Optimizing recursion — 1

Recursion is a fundamental concept in not only computer science but also in mathematics. Recursion takes a problem and solves it by solving a smaller instance of the same problem. In theory, recursion is an element solution, but in practice, at least in computer science and software engineering, a recursive solution typically suffers performance hit and stack overflow. Today, let’s take a look at how we can one can implement a recursive solution without suffering from the aforementioned issues. We will write the code in Haskell.

Let’s look at a classical recursion problem: factorial. factorial n is a simple multiplication of all the numbers from 1 to n.

factorial :: Integer -> Integer
factorial n =
  if n <= 1
    then 1
    else factorial (n - 1) * n

main = do
  putStrLn $ show $ factorial 10

The problems, as described before, with a recursive implementation is that it is slow and can cause stack overflow.

It is slower than iterative solution due to large function call overhead. Every time a function is called, the computer needs to save the current stack state onto the stack and initialize the new function stack. At the time of the return, it also needs to clean up and restore the previous stack state. That is a lot of work and can build up when we have to call the function thousands of times.
More serious issue is that it may cause stack overflow if the recursion depth exceeds stack capacity. This will abort the program. In some applications, the recursion depth may well exceed 1 million, which is likely going to crash.

Now, there is an optimization technique most compilers are capable of, which is to convert certain types of recursive functions into iterative implementations. This allows developers to write the solution in elegant recursive format, while the compiler takes care of converting it into not-so-elegant but efficient and safe iterative implementation, resolving all the issues above. Unfortunately, this can be done to only a restricted set of recursion implementation, called tail-recursion.

Tail recursion

Tail recursion is a specific kind of recursion where the recursive call is the last operation in the function. This means that the function doesn’t need to do anything after the recursive call returns, and as a result, the current function’s stack frame can be reused for the recursive call. This optimization is known as tail call optimization (TCO), and it can significantly reduce the stack space used by the function.
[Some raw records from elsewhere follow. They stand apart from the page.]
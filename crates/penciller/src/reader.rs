//! Merged read path: point lookups across cache and levels, and the
//! keyfolder that drives range folds.
//!
//! A point lookup is a first-match walk. The cache is probed through its
//! hash index (newest batch wins), then each level from L0 down; the first
//! file whose range covers the key and whose probe hits ends the walk,
//! because anything deeper can only hold lower SQNs for that key.
//!
//! A range fold is a k-way merge. The in-memory run and one stream per
//! level advance together; at each step the smallest front key is emitted
//! with its dominant record and every shadowed record for that key is
//! discarded from its stream. Level streams are lazy pointer chains that
//! fault records in a few at a time.

use anyhow::Result;
use keycodec::{endkey_passed, key_dominates, Dominance, EndKey, Key, KeyHash, Record, Value};
use sst::SstPointer;
use std::collections::VecDeque;
use std::time::{Duration, Instant};

use crate::manifest::{Manifest, MAX_LEVELS};

/// Records resolved per pointer expansion. Faulting a few at a time
/// amortizes the block read without holding a whole file in memory.
pub const ITERATOR_SCANWIDTH: usize = 4;

/// Walks the levels for `key`, given that the cache already missed.
///
/// `hash` must be a lookup hash; the caller gates `NoLookup` before any
/// level work happens. Probes slower than `slow_fetch` are logged.
pub fn fetch_from_levels(
    manifest: &Manifest,
    key: &[u8],
    hash: KeyHash,
    slow_fetch: Duration,
) -> Result<Option<Value>> {
    for level in 0..MAX_LEVELS {
        let Some(entry) = manifest.key_lookup(level, key) else {
            continue;
        };
        let started = Instant::now();
        let found = entry.owner.get(key, hash)?;
        let elapsed = started.elapsed();
        if elapsed > slow_fetch {
            log::warn!(
                "slow fetch: {:?} probing {} at level {}",
                elapsed,
                entry.filename,
                level
            );
        }
        if let Some(value) = found {
            return Ok(Some(value));
        }
    }
    Ok(None)
}

/// One level's stream within a fold: a small resolved front plus the lazy
/// pointer chain behind it.
struct LevelStream {
    front: VecDeque<Record>,
    pointers: VecDeque<SstPointer>,
}

impl LevelStream {
    fn refill(&mut self) -> Result<()> {
        while self.front.is_empty() {
            let Some(pointer) = self.pointers.pop_front() else {
                return Ok(());
            };
            let (records, rest) = pointer.expand(ITERATOR_SCANWIDTH)?;
            self.front.extend(records);
            if let Some(p) = rest {
                self.pointers.push_front(p);
            }
        }
        Ok(())
    }
}

/// K-way merge over an in-memory run and per-level pointer streams.
///
/// Emits each key at most once, carrying the record with the highest SQN
/// present in any source at fold time; shadowed records are dropped from
/// their streams as the fold passes their key. The in-memory run wins
/// equal-SQN ties against files, and a shallower level wins them against a
/// deeper one.
pub struct KeyFolder {
    imm: VecDeque<Record>,
    levels: Vec<LevelStream>,
    end: EndKey,
}

impl KeyFolder {
    /// Builds a folder from an in-memory run (already sorted and
    /// restricted to the fold range) and one pointer list per level,
    /// shallowest level first.
    pub fn new(imm: Vec<Record>, level_pointers: Vec<Vec<SstPointer>>, end: EndKey) -> Self {
        Self {
            imm: imm.into(),
            levels: level_pointers
                .into_iter()
                .map(|pointers| LevelStream {
                    front: VecDeque::new(),
                    pointers: pointers.into(),
                })
                .collect(),
            end,
        }
    }

    /// The next dominant record in key order, `None` when the range is
    /// exhausted. Tombstones are emitted like any other record; the caller
    /// decides their meaning.
    pub fn next_record(&mut self) -> Result<Option<Record>> {
        for stream in &mut self.levels {
            stream.refill()?;
        }

        // Smallest key across the in-memory front and every level front.
        let mut min_key: Option<Key> = self.imm.front().map(|r| r.0.clone());
        for stream in &self.levels {
            if let Some(record) = stream.front.front() {
                let smaller = match &min_key {
                    Some(k) => record.0 < *k,
                    None => true,
                };
                if smaller {
                    min_key = Some(record.0.clone());
                }
            }
        }
        let Some(key) = min_key else {
            return Ok(None);
        };
        if endkey_passed(&self.end, &key) {
            return Ok(None);
        }

        // Pop the key from every source holding it. The winner starts as
        // the in-memory record (freshest source) and is challenged by each
        // level in shallow-to-deep order.
        let mut winner: Option<Record> = match self.imm.front() {
            Some(r) if r.0 == key => self.imm.pop_front(),
            _ => None,
        };
        for stream in &mut self.levels {
            let holds_key = matches!(stream.front.front(), Some(r) if r.0 == key);
            if !holds_key {
                continue;
            }
            let challenger = stream.front.pop_front().expect("front checked above");
            winner = Some(match winner {
                None => challenger,
                Some(current) => match key_dominates(&current, &challenger) {
                    Dominance::RightDominant => challenger,
                    _ => current,
                },
            });
        }

        Ok(winner)
    }

    /// Folds records into `acc` until the range, the sources, or `max`
    /// runs out. `max = None` is unbounded; `max = Some(1)` implements
    /// find-next-key.
    pub fn fold<Acc, F>(&mut self, mut acc: Acc, mut f: F, max: Option<usize>) -> Result<Acc>
    where
        F: FnMut(Acc, Record) -> Acc,
    {
        let mut emitted = 0usize;
        while let Some(record) = self.next_record()? {
            acc = f(acc, record);
            emitted += 1;
            if max.map_or(false, |m| emitted >= m) {
                break;
            }
        }
        Ok(acc)
    }
}
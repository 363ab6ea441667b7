use crate::tests::record;
use crate::{SstPointer, SstReader, SstWriter};
use anyhow::Result;
use keycodec::{magic_hash, EndKey, KeyHash, Value};
use std::sync::Arc;
use tempfile::tempdir;

fn write_and_open(dir: &std::path::Path, n: u64) -> Result<Arc<SstReader>> {
    let records: Vec<_> = (0..n).map(|i| record(i, i + 1)).collect();
    SstWriter::write(dir, "7_2_0.sst", n as usize, records.into_iter())?;
    Ok(Arc::new(SstReader::open(dir, "7_2_0.sst")?))
}

#[test]
fn open_exposes_range_count_and_max_sqn() -> Result<()> {
    let dir = tempdir()?;
    let reader = write_and_open(dir.path(), 100)?;
    assert_eq!(reader.start_key(), b"k000000");
    assert_eq!(reader.end_key(), b"k000099");
    assert_eq!(reader.len(), 100);
    assert_eq!(reader.max_sqn(), 100);
    Ok(())
}

#[test]
fn get_finds_present_keys_and_misses_absent_ones() -> Result<()> {
    let dir = tempdir()?;
    let reader = write_and_open(dir.path(), 40)?;

    let key = b"k000017";
    let value = reader.get(key, magic_hash(key))?.expect("key present");
    assert_eq!(value.sqn, 18);

    let missing = b"k999999";
    assert!(reader.get(missing, magic_hash(missing))?.is_none());
    Ok(())
}

#[test]
fn get_returns_tombstones_rather_than_hiding_them() -> Result<()> {
    let dir = tempdir()?;
    let records = vec![
        (b"alive".to_vec(), Value::active(1, b"m".to_vec())),
        (b"dead".to_vec(), Value::tombstone(2)),
    ];
    SstWriter::write(dir.path(), "3_1_0.sst", 2, records.into_iter())?;
    let reader = SstReader::open(dir.path(), "3_1_0.sst")?;

    let v = reader.get(b"dead", magic_hash(b"dead"))?.unwrap();
    assert!(v.is_tombstone());
    Ok(())
}

#[test]
fn get_with_wrong_hash_can_shortcut_but_never_lies() -> Result<()> {
    // A hash that was never inserted may be gated out; what matters is
    // that a present key probed with its own hash is always found.
    let dir = tempdir()?;
    let reader = write_and_open(dir.path(), 10)?;
    for i in 0..10u64 {
        let key = format!("k{:06}", i).into_bytes();
        assert!(reader.get(&key, magic_hash(&key))?.is_some());
    }
    Ok(())
}

#[test]
fn get_without_hash_skips_the_gate() -> Result<()> {
    let dir = tempdir()?;
    let reader = write_and_open(dir.path(), 10)?;
    let key = b"k000003";
    assert!(reader.get(key, KeyHash::NoLookup)?.is_some());
    Ok(())
}

#[test]
fn pointer_expansion_walks_a_range_in_order() -> Result<()> {
    let dir = tempdir()?;
    let reader = write_and_open(dir.path(), 30)?;

    let mut pointer = Some(SstPointer::new(
        Arc::clone(&reader),
        b"k000010",
        &EndKey::inclusive(b"k000019"),
    ));
    let mut seen = Vec::new();
    while let Some(p) = pointer {
        let (records, rest) = p.expand(4)?;
        seen.extend(records.into_iter().map(|(k, _)| k));
        pointer = rest;
    }
    let expected: Vec<_> = (10..20u64)
        .map(|i| format!("k{:06}", i).into_bytes())
        .collect();
    assert_eq!(seen, expected);
    Ok(())
}

#[test]
fn pointer_with_start_past_end_key_is_empty() -> Result<()> {
    let dir = tempdir()?;
    let reader = write_and_open(dir.path(), 5)?;
    let (records, rest) =
        SstPointer::new(Arc::clone(&reader), b"k999999", &EndKey::Open).expand(4)?;
    assert!(records.is_empty());
    assert!(rest.is_none());
    Ok(())
}

#[test]
fn whole_file_pointer_covers_every_record() -> Result<()> {
    let dir = tempdir()?;
    let reader = write_and_open(dir.path(), 9)?;
    let (records, rest) = SstPointer::whole(Arc::clone(&reader)).expand(100)?;
    assert_eq!(records.len(), 9);
    assert!(rest.is_none());
    Ok(())
}

#[test]
fn open_rejects_truncated_files() -> Result<()> {
    let dir = tempdir()?;
    write_and_open(dir.path(), 20)?;
    let path = dir.path().join("7_2_0.sst");
    let bytes = std::fs::read(&path)?;
    std::fs::write(&path, &bytes[..bytes.len() / 2])?;
    assert!(SstReader::open(dir.path(), "7_2_0.sst").is_err());
    Ok(())
}

#[test]
fn corrupted_record_fails_crc_on_read() -> Result<()> {
    let dir = tempdir()?;
    write_and_open(dir.path(), 20)?;
    let path = dir.path().join("7_2_0.sst");
    let mut bytes = std::fs::read(&path)?;
    // Flip a byte early in the data section, past the first record's CRC.
    bytes[12] ^= 0xFF;
    std::fs::write(&path, &bytes)?;

    let reader = SstReader::open(dir.path(), "7_2_0.sst")?;
    let key = b"k000000";
    assert!(reader.get(key, magic_hash(key)).is_err());
    Ok(())
}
Now, let’s go back to our factorial implementation. Is that tail recursion? The last line is factorial(n — 1) * n, which calls itself recursively but also performs additional multiplication after the result is obtained. Therefore, the last operation is not the recursive call — it is the multiplication — and therefore it is not tail recursion.

How to Tail-Recurse?

How do we then convert this to tail recursion? There is no generic way to tail-optimize any given recursive call. However, we can use clever tricks for certain operations. The factorial function is a good example where we can apply tail-optimization.

Let’s first expand the factorial expression, for say n = 5.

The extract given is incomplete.